[Collected data]
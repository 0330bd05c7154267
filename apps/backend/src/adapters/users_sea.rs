//! SeaORM adapter for the user repository - generic over ConnectionTrait.

use sea_orm::{
    ActiveModelTrait, ColumnTrait, ConnectionTrait, EntityTrait, NotSet, QueryFilter, Set,
};

use crate::entities::users;

pub struct UserCreate {
    pub name: String,
    pub token: String,
    pub leader_card_id: i32,
}

pub async fn create_user<C: ConnectionTrait + Send + Sync>(
    conn: &C,
    dto: UserCreate,
) -> Result<users::Model, sea_orm::DbErr> {
    let now = time::OffsetDateTime::now_utc();
    let user_active = users::ActiveModel {
        id: NotSet,
        name: Set(dto.name),
        token: Set(dto.token),
        leader_card_id: Set(dto.leader_card_id),
        created_at: Set(now),
        updated_at: Set(now),
    };
    user_active.insert(conn).await
}

pub async fn find_by_token<C: ConnectionTrait + Send + Sync>(
    conn: &C,
    token: &str,
) -> Result<Option<users::Model>, sea_orm::DbErr> {
    users::Entity::find()
        .filter(users::Column::Token.eq(token))
        .one(conn)
        .await
}

pub async fn find_by_id<C: ConnectionTrait + Send + Sync>(
    conn: &C,
    user_id: i64,
) -> Result<Option<users::Model>, sea_orm::DbErr> {
    users::Entity::find_by_id(user_id).one(conn).await
}

pub async fn update_profile<C: ConnectionTrait + Send + Sync>(
    conn: &C,
    user_id: i64,
    name: String,
    leader_card_id: i32,
) -> Result<users::Model, sea_orm::DbErr> {
    let user_active = users::ActiveModel {
        id: Set(user_id),
        name: Set(name),
        token: NotSet,
        leader_card_id: Set(leader_card_id),
        created_at: NotSet,
        updated_at: Set(time::OffsetDateTime::now_utc()),
    };
    user_active.update(conn).await
}
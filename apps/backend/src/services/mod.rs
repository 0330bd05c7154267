pub mod results;
pub mod rooms;
pub mod users;
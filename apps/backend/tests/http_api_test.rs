//! HTTP-level tests: wire codes, bearer auth, and problem+json errors.

mod support;

use actix_http::Request;
use actix_web::body::MessageBody;
use actix_web::dev::{Service, ServiceResponse};
use actix_web::{test, web, App};
use backend::routes;
use serde_json::{json, Value};

use crate::support::test_state;

async fn register<S, B>(app: &S, name: &str) -> String
where
    S: Service<Request, Response = ServiceResponse<B>, Error = actix_web::Error>,
    B: MessageBody,
{
    let req = test::TestRequest::post()
        .uri("/api/user/create")
        .set_json(json!({"user_name": name, "leader_card_id": 42}))
        .to_request();
    let body: Value = test::call_and_read_body_json(app, req).await;
    body["user_token"]
        .as_str()
        .expect("user_token in response")
        .to_string()
}

#[actix_web::test]
async fn health_endpoint_answers_ok() {
    let state = test_state().await;
    let app = test::init_service(
        App::new()
            .app_data(web::Data::new(state))
            .configure(routes::configure),
    )
    .await;

    let req = test::TestRequest::get().uri("/health").to_request();
    let resp = test::call_service(&app, req).await;
    assert!(resp.status().is_success());
}

#[actix_web::test]
async fn user_create_and_me_round_trip() {
    let state = test_state().await;
    let app = test::init_service(
        App::new()
            .app_data(web::Data::new(state))
            .configure(routes::configure),
    )
    .await;

    let token = register(&app, "Rin").await;

    let req = test::TestRequest::get()
        .uri("/api/user/me")
        .insert_header(("Authorization", format!("Bearer {token}")))
        .to_request();
    let body: Value = test::call_and_read_body_json(&app, req).await;
    assert_eq!(body["name"], "Rin");
    assert_eq!(body["leader_card_id"], 42);
    assert!(body["id"].as_i64().is_some());
    assert!(body.get("token").is_none(), "token never leaves the server");
}

#[actix_web::test]
async fn unknown_token_yields_problem_json_401() {
    let state = test_state().await;
    let app = test::init_service(
        App::new()
            .app_data(web::Data::new(state))
            .configure(routes::configure),
    )
    .await;

    let req = test::TestRequest::get()
        .uri("/api/user/me")
        .insert_header(("Authorization", "Bearer no-such-token"))
        .to_request();
    let resp = test::call_service(&app, req).await;
    assert_eq!(resp.status().as_u16(), 401);
    assert_eq!(
        resp.headers().get("content-type").unwrap(),
        "application/problem+json"
    );

    let body: Value = test::read_body_json(resp).await;
    assert_eq!(body["code"], "UNAUTHENTICATED");
    assert_eq!(body["status"], 401);
}

#[actix_web::test]
async fn room_flow_speaks_numeric_wire_codes() {
    let state = test_state().await;
    let app = test::init_service(
        App::new()
            .app_data(web::Data::new(state))
            .configure(routes::configure),
    )
    .await;

    let host_token = register(&app, "Hostess").await;
    let guest_token = register(&app, "Guest").await;

    // Create
    let req = test::TestRequest::post()
        .uri("/api/room/create")
        .insert_header(("Authorization", format!("Bearer {host_token}")))
        .set_json(json!({"live_id": 31, "select_difficulty": 2}))
        .to_request();
    let body: Value = test::call_and_read_body_json(&app, req).await;
    let room_id = body["room_id"].as_i64().expect("room_id");

    // List (unauthenticated) shows the open room with its own live_id.
    let req = test::TestRequest::post()
        .uri("/api/room/list")
        .set_json(json!({"live_id": 0}))
        .to_request();
    let body: Value = test::call_and_read_body_json(&app, req).await;
    let listed = body["room_info_list"].as_array().expect("list");
    assert_eq!(listed.len(), 1);
    assert_eq!(listed[0]["room_id"], room_id);
    assert_eq!(listed[0]["live_id"], 31);
    assert_eq!(listed[0]["joined_user_count"], 1);
    assert_eq!(listed[0]["max_user_count"], 4);

    // Join: 1 = OK
    let req = test::TestRequest::post()
        .uri("/api/room/join")
        .insert_header(("Authorization", format!("Bearer {guest_token}")))
        .set_json(json!({"room_id": room_id, "select_difficulty": 1}))
        .to_request();
    let body: Value = test::call_and_read_body_json(&app, req).await;
    assert_eq!(body["join_room_result"], 1);

    // Wait: 1 = Waiting, membership view annotated with is_me/is_host.
    let req = test::TestRequest::post()
        .uri("/api/room/wait")
        .insert_header(("Authorization", format!("Bearer {guest_token}")))
        .set_json(json!({"room_id": room_id}))
        .to_request();
    let body: Value = test::call_and_read_body_json(&app, req).await;
    assert_eq!(body["status"], 1);
    let members = body["room_user_list"].as_array().expect("members");
    assert_eq!(members.len(), 2);
    let me = members
        .iter()
        .find(|m| m["is_me"] == true)
        .expect("self in view");
    assert_eq!(me["name"], "Guest");
    assert_eq!(me["is_host"], false);
    assert_eq!(me["select_difficulty"], 1);

    // Start, then wait: 2 = LiveStart
    let req = test::TestRequest::post()
        .uri("/api/room/start")
        .insert_header(("Authorization", format!("Bearer {host_token}")))
        .set_json(json!({"room_id": room_id}))
        .to_request();
    let resp = test::call_service(&app, req).await;
    assert!(resp.status().is_success());

    let req = test::TestRequest::post()
        .uri("/api/room/wait")
        .insert_header(("Authorization", format!("Bearer {host_token}")))
        .set_json(json!({"room_id": room_id}))
        .to_request();
    let body: Value = test::call_and_read_body_json(&app, req).await;
    assert_eq!(body["status"], 2);

    // Both submit; result lists one entry per member.
    for token in [&host_token, &guest_token] {
        let req = test::TestRequest::post()
            .uri("/api/room/end")
            .insert_header(("Authorization", format!("Bearer {token}")))
            .set_json(json!({"room_id": room_id, "judge_count_list": [4, 3, 2, 1, 3], "score": 1234}))
            .to_request();
        let resp = test::call_service(&app, req).await;
        assert!(resp.status().is_success());
    }

    let req = test::TestRequest::post()
        .uri("/api/room/result")
        .insert_header(("Authorization", format!("Bearer {guest_token}")))
        .set_json(json!({"room_id": room_id}))
        .to_request();
    let body: Value = test::call_and_read_body_json(&app, req).await;
    let result_list = body["result_user_list"].as_array().expect("results");
    assert_eq!(result_list.len(), 2);
    assert_eq!(result_list[0]["score"], 1234);
    assert_eq!(result_list[0]["judge_count_list"], json!([4, 3, 2, 1, 3]));
}

#[actix_web::test]
async fn out_of_range_difficulty_is_rejected() {
    let state = test_state().await;
    let app = test::init_service(
        App::new()
            .app_data(web::Data::new(state))
            .configure(routes::configure),
    )
    .await;

    let token = register(&app, "Picky").await;

    let req = test::TestRequest::post()
        .uri("/api/room/create")
        .insert_header(("Authorization", format!("Bearer {token}")))
        .set_json(json!({"live_id": 1, "select_difficulty": 9}))
        .to_request();
    let resp = test::call_service(&app, req).await;
    assert_eq!(resp.status().as_u16(), 400);

    let body: Value = test::read_body_json(resp).await;
    assert_eq!(body["code"], "INVALID_DIFFICULTY");
}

**Problem to work on**
In the records above, find each line with the word "time" and copy it.

**Answer below**
    let now = time::OffsetDateTime::now_utc();
        updated_at: Set(time::OffsetDateTime::now_utc()),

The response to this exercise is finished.